EXERCISE INSTRUCTIONS
All lines of the material below that include the string "HTTP" are to be copied.

[[ RECORDS SHOWN open ]]

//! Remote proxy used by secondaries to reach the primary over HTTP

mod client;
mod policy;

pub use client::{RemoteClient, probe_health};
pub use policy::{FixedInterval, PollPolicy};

[[ RECORDS SHOWN closed ]]
[[ RECORDS SHOWN open ]]

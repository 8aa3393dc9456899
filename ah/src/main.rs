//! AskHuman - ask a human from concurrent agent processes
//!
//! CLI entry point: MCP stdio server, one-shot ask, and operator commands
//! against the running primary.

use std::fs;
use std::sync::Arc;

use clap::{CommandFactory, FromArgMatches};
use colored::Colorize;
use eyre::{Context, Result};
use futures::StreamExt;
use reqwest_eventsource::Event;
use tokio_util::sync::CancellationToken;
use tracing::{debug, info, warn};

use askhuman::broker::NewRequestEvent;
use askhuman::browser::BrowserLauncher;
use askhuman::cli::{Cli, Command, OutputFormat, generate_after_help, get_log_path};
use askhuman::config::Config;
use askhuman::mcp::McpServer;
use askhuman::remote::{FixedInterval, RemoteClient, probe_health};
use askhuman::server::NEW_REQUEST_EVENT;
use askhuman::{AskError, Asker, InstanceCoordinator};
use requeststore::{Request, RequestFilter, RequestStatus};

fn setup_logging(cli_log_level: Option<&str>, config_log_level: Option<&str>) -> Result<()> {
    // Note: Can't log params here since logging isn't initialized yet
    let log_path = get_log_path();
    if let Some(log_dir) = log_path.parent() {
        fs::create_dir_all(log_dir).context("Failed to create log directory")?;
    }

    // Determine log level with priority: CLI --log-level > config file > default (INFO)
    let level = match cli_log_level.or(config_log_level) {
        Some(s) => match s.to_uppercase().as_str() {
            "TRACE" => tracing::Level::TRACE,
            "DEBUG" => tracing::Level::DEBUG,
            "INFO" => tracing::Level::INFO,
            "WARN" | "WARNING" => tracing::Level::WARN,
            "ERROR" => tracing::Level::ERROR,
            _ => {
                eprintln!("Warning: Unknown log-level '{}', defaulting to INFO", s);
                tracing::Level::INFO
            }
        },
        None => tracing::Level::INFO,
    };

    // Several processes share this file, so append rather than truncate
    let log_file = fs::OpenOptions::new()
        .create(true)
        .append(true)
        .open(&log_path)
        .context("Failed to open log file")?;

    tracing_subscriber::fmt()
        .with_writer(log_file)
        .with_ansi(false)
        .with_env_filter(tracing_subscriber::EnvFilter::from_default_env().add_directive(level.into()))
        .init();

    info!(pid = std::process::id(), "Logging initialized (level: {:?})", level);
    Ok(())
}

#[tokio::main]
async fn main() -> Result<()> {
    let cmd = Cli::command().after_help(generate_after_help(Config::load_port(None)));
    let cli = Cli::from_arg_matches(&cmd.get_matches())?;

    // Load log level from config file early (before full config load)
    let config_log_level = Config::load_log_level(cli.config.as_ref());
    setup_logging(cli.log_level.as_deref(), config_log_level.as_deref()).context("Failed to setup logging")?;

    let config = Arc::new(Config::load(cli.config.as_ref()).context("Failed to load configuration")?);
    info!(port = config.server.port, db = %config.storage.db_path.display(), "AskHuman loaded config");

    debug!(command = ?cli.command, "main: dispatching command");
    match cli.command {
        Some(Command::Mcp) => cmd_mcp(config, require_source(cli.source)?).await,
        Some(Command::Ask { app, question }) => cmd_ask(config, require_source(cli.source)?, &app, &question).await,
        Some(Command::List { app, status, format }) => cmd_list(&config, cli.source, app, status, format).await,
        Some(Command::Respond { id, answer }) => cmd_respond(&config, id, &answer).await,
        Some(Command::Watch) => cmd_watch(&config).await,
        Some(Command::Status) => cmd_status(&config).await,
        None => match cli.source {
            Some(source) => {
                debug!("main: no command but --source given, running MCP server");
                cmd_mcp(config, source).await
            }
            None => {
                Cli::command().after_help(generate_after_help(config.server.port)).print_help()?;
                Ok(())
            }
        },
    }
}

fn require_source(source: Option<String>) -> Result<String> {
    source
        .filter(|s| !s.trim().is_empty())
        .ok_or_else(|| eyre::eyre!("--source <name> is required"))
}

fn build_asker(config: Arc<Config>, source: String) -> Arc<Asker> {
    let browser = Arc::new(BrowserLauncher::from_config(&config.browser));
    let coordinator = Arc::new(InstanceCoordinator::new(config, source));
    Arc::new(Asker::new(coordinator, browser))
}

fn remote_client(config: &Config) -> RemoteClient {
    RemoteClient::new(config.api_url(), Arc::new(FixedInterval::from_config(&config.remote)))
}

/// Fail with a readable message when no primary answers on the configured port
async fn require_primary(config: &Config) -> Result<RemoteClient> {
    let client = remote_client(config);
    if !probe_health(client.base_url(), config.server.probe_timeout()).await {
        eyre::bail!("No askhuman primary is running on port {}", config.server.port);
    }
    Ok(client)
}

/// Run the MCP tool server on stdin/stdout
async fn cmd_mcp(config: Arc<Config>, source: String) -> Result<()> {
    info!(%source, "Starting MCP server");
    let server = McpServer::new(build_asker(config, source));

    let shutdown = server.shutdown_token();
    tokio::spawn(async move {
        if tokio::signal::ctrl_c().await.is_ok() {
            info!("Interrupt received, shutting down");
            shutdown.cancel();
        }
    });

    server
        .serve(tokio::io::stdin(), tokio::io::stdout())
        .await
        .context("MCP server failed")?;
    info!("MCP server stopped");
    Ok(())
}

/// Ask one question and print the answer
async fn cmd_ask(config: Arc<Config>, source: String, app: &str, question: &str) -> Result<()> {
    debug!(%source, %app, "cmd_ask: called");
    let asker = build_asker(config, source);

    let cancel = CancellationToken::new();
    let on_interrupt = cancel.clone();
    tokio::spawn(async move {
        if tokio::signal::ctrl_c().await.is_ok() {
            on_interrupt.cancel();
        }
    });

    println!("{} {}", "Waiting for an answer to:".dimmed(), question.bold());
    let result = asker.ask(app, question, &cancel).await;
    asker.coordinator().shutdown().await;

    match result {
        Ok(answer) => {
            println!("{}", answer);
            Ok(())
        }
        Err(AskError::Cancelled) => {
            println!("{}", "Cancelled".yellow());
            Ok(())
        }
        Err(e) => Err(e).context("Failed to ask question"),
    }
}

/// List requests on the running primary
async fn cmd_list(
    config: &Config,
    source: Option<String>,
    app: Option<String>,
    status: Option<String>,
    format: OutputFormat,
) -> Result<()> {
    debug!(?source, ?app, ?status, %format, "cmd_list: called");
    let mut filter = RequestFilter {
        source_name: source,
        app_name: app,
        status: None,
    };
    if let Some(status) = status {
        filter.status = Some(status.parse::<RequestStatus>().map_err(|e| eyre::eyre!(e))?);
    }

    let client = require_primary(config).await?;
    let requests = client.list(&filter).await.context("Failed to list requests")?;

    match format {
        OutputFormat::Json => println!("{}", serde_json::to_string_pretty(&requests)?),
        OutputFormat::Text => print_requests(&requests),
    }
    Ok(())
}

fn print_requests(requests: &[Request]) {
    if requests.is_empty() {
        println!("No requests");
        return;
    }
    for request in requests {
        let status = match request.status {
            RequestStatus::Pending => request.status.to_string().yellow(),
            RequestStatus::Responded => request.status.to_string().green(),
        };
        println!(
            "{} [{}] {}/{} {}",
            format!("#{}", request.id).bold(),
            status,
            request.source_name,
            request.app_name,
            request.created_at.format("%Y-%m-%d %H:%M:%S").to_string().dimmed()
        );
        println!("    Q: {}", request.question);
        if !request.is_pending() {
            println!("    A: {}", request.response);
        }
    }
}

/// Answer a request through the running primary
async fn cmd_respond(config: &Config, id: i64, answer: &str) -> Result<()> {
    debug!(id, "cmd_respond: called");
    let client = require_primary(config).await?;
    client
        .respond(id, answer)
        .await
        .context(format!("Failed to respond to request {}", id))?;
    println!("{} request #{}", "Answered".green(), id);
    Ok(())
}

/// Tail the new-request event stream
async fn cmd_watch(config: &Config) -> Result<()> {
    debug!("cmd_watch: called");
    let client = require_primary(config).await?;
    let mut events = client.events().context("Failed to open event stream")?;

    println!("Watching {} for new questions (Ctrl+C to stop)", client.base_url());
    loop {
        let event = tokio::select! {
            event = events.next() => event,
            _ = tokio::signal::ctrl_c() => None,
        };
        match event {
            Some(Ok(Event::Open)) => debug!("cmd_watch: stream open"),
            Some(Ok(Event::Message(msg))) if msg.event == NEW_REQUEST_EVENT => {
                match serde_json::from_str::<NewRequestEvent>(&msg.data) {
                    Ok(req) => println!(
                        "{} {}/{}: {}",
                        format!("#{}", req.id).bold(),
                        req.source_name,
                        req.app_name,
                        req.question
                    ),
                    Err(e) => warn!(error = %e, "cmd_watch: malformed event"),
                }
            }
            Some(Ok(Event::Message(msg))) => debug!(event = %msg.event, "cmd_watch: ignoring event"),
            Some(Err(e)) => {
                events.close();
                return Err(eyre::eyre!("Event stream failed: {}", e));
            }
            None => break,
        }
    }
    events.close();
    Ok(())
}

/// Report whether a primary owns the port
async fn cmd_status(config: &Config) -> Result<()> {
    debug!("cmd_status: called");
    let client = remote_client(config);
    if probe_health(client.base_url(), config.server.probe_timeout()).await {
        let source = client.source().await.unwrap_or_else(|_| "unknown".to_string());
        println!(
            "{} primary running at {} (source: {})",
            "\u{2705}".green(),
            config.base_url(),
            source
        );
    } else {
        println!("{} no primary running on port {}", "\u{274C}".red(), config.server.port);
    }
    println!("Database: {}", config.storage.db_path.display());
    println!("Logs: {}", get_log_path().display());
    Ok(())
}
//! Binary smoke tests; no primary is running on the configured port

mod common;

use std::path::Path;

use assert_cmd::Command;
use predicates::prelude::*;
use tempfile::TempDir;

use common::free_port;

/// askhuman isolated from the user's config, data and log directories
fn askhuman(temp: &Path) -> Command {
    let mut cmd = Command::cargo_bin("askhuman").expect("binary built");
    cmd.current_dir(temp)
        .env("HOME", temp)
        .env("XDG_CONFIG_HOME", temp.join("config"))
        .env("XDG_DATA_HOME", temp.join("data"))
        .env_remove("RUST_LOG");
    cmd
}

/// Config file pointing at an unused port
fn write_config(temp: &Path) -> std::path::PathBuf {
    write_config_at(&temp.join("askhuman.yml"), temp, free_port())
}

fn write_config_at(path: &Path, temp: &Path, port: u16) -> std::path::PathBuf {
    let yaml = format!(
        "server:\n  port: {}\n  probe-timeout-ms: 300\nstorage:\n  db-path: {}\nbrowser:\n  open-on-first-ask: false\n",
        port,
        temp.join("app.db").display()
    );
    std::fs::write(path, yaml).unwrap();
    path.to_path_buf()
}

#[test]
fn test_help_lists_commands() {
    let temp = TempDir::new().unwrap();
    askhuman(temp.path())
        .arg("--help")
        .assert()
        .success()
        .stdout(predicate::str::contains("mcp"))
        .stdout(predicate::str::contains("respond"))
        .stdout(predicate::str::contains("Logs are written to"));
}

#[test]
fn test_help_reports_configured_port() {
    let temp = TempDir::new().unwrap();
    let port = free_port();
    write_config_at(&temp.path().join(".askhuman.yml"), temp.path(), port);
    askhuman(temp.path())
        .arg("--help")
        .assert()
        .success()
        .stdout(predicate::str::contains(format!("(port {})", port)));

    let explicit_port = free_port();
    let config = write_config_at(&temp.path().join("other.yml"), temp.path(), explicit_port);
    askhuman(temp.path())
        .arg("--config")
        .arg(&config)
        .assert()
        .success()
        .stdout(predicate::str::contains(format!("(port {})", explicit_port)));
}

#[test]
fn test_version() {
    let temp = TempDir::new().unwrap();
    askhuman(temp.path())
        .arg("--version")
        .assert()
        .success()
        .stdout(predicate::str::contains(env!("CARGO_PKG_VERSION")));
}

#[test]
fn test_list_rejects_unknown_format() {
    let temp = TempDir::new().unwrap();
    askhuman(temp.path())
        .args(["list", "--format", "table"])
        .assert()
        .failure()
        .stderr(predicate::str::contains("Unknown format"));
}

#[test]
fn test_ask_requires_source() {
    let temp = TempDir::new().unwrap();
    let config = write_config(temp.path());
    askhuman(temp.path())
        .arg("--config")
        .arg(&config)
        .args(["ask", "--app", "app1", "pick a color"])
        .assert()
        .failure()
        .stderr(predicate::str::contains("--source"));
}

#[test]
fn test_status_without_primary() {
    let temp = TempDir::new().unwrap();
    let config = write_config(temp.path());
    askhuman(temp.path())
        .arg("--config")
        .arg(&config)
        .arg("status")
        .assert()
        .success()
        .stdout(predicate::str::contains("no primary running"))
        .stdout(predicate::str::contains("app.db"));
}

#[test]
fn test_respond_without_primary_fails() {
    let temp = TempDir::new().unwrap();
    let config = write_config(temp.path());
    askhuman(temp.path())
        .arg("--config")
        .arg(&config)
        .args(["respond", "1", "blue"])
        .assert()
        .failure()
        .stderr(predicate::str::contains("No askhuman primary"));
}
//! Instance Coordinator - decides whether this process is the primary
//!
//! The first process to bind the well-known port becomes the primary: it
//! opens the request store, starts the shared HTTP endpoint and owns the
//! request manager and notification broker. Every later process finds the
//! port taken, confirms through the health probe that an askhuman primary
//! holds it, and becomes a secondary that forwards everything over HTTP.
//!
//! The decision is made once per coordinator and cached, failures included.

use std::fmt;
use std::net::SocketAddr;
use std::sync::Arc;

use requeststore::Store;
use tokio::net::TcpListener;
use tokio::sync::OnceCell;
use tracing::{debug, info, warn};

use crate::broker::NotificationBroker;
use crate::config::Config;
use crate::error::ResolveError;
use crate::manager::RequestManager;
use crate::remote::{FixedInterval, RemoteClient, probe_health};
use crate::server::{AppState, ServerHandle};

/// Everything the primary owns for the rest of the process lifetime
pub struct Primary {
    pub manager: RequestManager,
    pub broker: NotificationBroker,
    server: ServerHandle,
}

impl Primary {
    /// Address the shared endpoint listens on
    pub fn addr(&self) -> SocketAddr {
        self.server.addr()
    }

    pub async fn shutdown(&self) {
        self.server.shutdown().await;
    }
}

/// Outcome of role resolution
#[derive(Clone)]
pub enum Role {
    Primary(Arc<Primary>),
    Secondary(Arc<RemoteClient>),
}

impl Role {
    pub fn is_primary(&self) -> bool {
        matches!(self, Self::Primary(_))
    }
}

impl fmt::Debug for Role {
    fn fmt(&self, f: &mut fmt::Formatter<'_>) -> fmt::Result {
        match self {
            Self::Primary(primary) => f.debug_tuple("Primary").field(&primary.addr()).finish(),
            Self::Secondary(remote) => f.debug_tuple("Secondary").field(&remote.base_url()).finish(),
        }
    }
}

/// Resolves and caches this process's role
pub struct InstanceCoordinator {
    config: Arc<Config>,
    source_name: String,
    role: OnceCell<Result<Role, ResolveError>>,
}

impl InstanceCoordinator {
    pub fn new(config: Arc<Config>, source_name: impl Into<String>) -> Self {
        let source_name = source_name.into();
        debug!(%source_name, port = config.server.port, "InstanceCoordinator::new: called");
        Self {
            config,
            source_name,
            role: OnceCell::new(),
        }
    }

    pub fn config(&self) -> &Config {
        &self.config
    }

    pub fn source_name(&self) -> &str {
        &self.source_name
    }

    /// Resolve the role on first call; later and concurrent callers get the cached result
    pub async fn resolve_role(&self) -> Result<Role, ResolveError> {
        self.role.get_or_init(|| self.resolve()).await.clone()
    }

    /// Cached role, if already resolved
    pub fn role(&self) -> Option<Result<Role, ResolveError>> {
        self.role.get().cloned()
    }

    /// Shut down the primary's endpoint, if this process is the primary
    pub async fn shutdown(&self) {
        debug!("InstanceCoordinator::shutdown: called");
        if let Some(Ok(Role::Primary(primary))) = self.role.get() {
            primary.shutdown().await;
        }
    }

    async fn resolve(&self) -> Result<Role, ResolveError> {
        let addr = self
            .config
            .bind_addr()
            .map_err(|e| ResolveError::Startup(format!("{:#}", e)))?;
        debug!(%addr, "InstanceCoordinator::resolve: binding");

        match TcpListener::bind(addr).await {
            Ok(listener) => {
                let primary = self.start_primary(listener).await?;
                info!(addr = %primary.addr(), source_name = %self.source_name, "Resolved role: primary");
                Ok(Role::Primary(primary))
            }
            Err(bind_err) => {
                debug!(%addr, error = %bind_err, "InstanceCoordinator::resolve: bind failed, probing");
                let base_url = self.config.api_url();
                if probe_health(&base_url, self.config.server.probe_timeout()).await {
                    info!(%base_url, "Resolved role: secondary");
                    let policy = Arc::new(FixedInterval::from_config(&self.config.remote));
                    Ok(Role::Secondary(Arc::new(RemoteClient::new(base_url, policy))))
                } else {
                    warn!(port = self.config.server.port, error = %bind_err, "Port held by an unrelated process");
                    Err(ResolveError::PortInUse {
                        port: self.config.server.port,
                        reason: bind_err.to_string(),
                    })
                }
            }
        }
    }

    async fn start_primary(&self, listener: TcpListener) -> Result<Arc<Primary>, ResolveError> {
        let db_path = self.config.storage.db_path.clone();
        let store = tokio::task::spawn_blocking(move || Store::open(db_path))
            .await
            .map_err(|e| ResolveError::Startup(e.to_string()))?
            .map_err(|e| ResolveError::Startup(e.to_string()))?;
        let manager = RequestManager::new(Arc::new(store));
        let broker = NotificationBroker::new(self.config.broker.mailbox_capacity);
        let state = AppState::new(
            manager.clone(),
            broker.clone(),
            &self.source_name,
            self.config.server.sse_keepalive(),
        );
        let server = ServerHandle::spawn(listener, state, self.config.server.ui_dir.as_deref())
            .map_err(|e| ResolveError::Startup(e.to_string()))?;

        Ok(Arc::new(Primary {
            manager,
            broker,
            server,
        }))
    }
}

[[ RECORDS SHOWN closed ]]
[[ RECORDS SHOWN open ]]

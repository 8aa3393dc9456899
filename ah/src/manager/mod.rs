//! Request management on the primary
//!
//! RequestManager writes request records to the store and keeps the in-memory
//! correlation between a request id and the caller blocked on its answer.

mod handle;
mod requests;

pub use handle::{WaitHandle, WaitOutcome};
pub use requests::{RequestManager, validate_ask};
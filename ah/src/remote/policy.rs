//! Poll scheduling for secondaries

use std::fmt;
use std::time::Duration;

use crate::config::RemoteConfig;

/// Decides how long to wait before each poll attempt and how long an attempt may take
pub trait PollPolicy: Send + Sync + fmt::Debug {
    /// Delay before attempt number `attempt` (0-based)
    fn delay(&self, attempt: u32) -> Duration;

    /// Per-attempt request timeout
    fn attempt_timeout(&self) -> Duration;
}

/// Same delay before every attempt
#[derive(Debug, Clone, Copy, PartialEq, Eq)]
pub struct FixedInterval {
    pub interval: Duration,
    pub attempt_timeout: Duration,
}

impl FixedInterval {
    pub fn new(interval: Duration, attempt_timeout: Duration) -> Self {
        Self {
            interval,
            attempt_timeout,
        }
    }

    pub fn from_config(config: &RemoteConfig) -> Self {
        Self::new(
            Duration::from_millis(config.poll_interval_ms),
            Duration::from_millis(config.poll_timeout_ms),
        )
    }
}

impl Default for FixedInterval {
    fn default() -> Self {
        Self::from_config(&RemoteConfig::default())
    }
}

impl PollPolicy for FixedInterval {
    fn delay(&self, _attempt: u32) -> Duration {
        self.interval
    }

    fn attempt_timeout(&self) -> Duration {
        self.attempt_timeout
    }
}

[[ RECORDS SHOWN closed ]]

RESPONSE TO THIS EXERCISE
//! Remote proxy used by secondaries to reach the primary over HTTP
//! opens the request store, starts the shared HTTP endpoint and owns the
//! holds it, and becomes a secondary that forwards everything over HTTP.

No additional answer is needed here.